* [Problem to solve] Would you please copy every line from the records that contains the word "TooManySamples"?
START Data for processing
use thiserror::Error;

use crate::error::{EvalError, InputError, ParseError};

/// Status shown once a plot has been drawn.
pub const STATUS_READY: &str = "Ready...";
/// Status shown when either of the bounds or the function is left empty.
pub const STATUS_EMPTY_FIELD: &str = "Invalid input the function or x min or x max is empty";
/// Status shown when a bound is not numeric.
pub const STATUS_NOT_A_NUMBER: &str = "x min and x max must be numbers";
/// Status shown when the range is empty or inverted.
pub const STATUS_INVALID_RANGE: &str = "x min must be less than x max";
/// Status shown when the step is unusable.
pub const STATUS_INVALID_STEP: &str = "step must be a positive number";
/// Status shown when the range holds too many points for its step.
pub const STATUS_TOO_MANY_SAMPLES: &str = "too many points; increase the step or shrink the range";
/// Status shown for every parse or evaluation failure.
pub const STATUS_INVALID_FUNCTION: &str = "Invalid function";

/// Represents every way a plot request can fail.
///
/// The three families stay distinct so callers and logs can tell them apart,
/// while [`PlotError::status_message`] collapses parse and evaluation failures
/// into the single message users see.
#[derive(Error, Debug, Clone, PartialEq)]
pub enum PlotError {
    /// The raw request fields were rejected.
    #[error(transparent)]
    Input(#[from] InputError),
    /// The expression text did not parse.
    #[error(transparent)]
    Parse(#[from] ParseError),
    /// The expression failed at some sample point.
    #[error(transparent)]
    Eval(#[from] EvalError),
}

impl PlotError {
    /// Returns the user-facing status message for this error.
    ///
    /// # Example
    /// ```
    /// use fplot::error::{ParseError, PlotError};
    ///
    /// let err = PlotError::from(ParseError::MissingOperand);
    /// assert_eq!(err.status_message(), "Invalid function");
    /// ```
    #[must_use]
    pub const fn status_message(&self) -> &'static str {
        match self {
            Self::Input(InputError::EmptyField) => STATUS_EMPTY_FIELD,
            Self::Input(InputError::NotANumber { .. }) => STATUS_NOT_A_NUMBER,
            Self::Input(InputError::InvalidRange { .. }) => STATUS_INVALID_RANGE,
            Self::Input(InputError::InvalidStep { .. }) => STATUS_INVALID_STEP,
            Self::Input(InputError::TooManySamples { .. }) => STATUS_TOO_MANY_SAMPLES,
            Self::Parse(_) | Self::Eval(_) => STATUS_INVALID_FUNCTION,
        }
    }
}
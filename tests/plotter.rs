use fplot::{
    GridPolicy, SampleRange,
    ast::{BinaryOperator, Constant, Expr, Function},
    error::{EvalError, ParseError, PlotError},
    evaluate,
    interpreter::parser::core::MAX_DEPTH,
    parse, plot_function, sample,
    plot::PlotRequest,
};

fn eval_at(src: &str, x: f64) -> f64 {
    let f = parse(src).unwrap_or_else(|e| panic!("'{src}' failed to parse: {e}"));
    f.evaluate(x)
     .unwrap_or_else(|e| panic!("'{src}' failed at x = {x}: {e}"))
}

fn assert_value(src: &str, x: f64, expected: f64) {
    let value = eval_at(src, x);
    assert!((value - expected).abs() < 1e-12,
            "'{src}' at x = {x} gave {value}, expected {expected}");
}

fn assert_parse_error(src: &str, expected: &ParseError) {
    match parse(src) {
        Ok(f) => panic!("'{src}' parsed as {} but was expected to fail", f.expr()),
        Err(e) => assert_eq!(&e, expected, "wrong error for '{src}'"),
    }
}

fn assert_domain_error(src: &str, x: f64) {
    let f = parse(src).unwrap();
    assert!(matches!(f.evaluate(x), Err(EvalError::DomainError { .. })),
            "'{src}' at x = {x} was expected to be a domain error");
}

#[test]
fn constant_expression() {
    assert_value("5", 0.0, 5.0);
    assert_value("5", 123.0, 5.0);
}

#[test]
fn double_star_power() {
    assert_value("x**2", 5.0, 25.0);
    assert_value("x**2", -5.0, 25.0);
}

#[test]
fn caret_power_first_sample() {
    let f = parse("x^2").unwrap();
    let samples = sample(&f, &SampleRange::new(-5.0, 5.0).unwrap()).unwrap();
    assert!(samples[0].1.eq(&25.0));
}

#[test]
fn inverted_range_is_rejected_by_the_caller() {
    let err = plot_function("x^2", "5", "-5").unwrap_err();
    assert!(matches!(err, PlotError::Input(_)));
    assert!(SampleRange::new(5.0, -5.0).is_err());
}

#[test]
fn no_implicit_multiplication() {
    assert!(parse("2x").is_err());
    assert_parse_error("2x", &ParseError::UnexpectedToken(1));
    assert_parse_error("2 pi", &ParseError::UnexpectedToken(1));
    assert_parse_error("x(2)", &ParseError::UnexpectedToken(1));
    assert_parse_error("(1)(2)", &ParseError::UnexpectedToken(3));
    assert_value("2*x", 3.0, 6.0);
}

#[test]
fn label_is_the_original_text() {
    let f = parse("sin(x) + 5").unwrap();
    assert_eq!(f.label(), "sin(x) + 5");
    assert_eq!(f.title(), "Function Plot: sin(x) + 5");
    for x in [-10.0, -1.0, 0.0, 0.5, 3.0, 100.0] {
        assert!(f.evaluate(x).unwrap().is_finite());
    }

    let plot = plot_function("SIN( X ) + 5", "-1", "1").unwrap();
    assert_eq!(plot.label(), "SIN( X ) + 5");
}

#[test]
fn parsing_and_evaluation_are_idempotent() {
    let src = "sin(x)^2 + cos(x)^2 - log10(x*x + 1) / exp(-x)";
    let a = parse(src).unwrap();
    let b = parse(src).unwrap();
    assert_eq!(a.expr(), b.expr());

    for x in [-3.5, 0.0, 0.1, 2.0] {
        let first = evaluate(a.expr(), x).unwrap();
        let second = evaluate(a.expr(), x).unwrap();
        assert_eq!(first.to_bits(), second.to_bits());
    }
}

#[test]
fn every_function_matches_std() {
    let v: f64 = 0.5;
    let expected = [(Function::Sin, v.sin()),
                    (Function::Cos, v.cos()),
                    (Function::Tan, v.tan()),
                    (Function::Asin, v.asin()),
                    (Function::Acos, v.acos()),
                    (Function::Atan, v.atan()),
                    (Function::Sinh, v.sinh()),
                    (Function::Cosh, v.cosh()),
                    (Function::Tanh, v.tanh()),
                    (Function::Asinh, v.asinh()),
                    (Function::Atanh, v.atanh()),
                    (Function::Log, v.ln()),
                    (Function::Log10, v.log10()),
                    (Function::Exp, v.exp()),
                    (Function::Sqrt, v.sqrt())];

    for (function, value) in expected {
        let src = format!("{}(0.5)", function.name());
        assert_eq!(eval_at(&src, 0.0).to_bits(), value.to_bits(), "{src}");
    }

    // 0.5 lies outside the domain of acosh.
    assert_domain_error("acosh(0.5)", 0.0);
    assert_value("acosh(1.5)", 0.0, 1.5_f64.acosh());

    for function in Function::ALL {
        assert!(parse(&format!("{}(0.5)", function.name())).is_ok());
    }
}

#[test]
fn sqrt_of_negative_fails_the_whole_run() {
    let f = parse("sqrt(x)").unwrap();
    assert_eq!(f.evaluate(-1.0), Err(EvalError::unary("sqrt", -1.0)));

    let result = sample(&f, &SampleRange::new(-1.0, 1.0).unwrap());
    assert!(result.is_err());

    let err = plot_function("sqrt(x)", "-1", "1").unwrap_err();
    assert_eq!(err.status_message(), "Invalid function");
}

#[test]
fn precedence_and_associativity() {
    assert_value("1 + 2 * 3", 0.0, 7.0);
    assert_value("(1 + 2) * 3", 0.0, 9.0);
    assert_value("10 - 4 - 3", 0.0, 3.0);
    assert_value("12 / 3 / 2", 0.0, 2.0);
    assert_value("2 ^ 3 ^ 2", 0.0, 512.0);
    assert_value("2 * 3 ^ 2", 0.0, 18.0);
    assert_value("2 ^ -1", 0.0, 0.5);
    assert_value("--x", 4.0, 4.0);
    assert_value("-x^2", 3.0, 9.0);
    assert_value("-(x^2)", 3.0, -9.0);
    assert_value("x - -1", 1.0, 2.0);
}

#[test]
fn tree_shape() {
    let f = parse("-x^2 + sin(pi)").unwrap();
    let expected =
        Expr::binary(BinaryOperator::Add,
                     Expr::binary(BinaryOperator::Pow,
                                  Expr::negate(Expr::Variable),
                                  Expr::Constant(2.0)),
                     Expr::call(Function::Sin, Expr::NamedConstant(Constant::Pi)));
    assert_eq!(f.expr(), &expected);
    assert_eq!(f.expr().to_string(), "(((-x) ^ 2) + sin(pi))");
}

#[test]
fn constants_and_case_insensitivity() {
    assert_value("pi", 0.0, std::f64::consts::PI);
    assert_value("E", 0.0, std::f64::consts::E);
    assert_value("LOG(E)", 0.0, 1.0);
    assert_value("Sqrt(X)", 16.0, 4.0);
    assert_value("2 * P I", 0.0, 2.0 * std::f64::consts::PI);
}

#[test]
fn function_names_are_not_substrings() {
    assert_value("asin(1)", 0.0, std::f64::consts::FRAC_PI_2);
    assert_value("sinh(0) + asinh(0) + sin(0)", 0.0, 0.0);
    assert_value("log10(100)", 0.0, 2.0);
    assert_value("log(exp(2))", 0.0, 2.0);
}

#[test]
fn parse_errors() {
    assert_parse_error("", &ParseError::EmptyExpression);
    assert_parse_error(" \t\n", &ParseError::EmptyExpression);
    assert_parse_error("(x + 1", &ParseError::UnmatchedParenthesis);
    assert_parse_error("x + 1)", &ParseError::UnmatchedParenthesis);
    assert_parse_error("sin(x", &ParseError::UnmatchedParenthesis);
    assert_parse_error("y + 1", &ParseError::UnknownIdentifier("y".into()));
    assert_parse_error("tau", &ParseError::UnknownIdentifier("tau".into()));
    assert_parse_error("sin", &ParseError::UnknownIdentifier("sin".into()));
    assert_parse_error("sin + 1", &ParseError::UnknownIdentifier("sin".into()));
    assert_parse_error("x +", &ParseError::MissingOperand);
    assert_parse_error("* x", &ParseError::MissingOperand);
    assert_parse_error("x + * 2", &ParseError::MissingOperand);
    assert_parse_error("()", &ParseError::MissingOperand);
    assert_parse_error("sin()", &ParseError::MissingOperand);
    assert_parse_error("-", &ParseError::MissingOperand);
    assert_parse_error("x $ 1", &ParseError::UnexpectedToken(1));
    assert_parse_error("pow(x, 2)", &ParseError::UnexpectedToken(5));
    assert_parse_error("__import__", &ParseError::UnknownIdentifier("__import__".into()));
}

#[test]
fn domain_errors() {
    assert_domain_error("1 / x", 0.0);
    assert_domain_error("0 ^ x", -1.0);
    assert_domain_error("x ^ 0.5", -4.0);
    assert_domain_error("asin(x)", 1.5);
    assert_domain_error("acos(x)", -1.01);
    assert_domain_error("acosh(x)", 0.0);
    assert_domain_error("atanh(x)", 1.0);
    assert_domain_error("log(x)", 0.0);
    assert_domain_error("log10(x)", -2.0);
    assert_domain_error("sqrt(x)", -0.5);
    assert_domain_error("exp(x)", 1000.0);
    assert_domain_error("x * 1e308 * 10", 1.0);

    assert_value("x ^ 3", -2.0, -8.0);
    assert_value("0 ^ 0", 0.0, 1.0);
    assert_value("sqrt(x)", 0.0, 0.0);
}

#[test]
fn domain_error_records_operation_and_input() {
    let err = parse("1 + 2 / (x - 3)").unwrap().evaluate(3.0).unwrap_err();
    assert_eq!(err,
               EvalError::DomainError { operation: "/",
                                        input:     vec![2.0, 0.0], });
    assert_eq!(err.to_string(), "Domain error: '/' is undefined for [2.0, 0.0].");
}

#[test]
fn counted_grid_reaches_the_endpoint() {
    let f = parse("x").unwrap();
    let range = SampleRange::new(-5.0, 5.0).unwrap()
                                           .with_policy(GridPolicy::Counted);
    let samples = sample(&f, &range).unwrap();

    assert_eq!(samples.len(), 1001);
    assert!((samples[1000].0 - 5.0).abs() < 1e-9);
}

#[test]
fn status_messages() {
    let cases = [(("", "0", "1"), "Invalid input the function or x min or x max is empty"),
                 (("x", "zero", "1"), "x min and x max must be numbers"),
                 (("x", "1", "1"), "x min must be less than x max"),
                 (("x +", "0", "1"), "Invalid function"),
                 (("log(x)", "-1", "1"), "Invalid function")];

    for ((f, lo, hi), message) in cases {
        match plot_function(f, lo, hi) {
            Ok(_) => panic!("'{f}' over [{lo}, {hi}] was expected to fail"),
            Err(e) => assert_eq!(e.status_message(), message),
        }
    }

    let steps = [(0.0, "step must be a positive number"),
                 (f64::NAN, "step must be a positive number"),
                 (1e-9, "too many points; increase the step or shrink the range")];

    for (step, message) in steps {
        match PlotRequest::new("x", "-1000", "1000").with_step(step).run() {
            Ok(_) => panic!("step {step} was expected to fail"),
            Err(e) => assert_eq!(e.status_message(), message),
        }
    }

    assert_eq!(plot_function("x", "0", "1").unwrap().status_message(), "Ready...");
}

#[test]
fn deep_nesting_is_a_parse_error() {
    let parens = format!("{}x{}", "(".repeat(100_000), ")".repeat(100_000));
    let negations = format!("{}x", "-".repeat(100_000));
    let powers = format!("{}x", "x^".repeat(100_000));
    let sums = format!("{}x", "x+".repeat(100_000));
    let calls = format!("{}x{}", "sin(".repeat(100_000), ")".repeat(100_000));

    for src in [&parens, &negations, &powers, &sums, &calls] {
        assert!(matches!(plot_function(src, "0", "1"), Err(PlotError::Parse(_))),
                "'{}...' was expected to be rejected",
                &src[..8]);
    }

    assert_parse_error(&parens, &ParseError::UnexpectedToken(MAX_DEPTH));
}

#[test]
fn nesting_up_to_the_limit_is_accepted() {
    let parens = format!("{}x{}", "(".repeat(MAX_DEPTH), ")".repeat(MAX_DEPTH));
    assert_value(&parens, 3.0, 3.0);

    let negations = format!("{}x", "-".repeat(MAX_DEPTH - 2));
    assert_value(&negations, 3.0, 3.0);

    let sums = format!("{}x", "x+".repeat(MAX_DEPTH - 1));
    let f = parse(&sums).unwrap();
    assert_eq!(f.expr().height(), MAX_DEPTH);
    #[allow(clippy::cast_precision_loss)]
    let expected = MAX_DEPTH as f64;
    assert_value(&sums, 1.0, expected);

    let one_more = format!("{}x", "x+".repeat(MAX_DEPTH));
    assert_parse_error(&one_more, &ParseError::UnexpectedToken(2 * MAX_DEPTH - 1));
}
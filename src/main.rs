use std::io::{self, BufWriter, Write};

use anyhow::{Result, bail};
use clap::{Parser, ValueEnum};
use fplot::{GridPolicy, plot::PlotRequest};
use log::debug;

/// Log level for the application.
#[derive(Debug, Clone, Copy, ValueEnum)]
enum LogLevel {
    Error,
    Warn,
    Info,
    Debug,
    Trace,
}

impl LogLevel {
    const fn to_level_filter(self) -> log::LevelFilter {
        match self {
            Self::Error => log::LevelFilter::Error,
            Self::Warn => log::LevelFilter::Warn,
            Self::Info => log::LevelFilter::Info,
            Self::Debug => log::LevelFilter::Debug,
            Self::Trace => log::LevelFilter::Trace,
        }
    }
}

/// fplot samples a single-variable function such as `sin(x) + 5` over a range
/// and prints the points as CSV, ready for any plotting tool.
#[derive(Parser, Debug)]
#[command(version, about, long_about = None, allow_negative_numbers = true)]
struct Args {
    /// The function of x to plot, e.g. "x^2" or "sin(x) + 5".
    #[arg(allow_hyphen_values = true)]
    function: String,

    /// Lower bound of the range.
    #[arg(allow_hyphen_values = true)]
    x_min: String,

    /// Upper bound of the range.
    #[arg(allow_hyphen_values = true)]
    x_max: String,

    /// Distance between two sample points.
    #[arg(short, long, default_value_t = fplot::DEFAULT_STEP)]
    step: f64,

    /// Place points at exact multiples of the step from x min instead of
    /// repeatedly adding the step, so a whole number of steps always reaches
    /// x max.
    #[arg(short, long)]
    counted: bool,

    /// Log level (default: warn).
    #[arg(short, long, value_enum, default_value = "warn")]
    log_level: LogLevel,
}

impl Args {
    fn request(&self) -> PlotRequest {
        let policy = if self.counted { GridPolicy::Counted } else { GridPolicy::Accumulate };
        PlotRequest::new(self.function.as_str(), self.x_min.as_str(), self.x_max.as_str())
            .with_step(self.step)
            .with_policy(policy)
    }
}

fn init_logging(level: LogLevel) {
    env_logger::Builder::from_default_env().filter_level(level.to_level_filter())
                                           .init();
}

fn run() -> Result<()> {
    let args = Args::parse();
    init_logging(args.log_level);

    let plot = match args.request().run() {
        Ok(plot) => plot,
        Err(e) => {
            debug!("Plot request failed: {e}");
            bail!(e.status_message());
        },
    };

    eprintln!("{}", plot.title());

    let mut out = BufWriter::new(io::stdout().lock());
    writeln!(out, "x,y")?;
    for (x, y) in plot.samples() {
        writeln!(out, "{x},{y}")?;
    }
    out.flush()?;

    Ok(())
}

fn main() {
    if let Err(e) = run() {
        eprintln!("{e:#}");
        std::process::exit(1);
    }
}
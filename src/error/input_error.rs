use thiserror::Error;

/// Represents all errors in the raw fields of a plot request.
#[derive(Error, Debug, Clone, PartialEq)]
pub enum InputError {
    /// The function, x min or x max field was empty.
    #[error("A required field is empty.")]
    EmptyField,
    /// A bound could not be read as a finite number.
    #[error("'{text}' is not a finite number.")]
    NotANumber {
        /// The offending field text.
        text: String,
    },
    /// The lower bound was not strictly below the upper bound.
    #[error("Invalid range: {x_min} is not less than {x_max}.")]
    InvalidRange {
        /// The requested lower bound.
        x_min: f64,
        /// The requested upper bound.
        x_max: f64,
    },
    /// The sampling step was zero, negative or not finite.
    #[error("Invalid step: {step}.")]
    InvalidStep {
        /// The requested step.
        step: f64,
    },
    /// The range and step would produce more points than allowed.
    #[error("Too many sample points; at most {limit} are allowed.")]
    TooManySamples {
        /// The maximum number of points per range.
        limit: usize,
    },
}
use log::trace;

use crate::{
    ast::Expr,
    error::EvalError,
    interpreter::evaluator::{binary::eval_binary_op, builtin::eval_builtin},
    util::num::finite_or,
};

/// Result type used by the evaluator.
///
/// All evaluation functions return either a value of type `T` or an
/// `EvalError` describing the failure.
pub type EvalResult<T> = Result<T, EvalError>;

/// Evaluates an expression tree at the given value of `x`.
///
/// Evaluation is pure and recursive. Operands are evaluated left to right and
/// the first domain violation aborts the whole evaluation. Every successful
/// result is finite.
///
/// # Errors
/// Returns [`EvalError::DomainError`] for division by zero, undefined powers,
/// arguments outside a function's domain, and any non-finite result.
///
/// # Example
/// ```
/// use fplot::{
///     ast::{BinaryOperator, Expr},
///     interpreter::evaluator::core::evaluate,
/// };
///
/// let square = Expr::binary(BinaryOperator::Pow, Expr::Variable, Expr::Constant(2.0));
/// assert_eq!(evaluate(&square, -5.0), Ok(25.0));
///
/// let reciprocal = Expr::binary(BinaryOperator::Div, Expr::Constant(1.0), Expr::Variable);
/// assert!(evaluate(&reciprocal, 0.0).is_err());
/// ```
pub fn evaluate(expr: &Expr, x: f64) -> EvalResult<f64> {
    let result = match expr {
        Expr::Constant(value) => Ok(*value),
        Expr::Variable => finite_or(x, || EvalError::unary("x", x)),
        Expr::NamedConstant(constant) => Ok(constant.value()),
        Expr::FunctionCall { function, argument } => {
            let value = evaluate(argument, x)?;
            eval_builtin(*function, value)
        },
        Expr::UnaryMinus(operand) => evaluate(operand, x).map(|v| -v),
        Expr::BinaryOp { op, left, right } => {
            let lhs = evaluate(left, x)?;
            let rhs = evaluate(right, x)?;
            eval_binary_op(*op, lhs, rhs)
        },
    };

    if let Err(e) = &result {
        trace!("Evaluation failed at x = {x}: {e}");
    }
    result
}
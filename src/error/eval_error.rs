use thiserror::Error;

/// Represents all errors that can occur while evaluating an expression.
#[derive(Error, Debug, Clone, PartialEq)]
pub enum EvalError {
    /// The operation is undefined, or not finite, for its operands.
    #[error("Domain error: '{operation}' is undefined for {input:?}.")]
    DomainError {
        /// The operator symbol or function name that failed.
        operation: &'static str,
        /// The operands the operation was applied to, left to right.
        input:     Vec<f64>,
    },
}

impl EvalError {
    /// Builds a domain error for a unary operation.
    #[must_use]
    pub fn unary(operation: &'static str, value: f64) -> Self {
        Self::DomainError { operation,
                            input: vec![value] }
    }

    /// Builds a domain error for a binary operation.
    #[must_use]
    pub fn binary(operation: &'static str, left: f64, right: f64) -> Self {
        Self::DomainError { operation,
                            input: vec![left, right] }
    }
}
END Data for processing
* [Answer space]
            Self::Input(InputError::TooManySamples { .. }) => STATUS_TOO_MANY_SAMPLES,
    TooManySamples {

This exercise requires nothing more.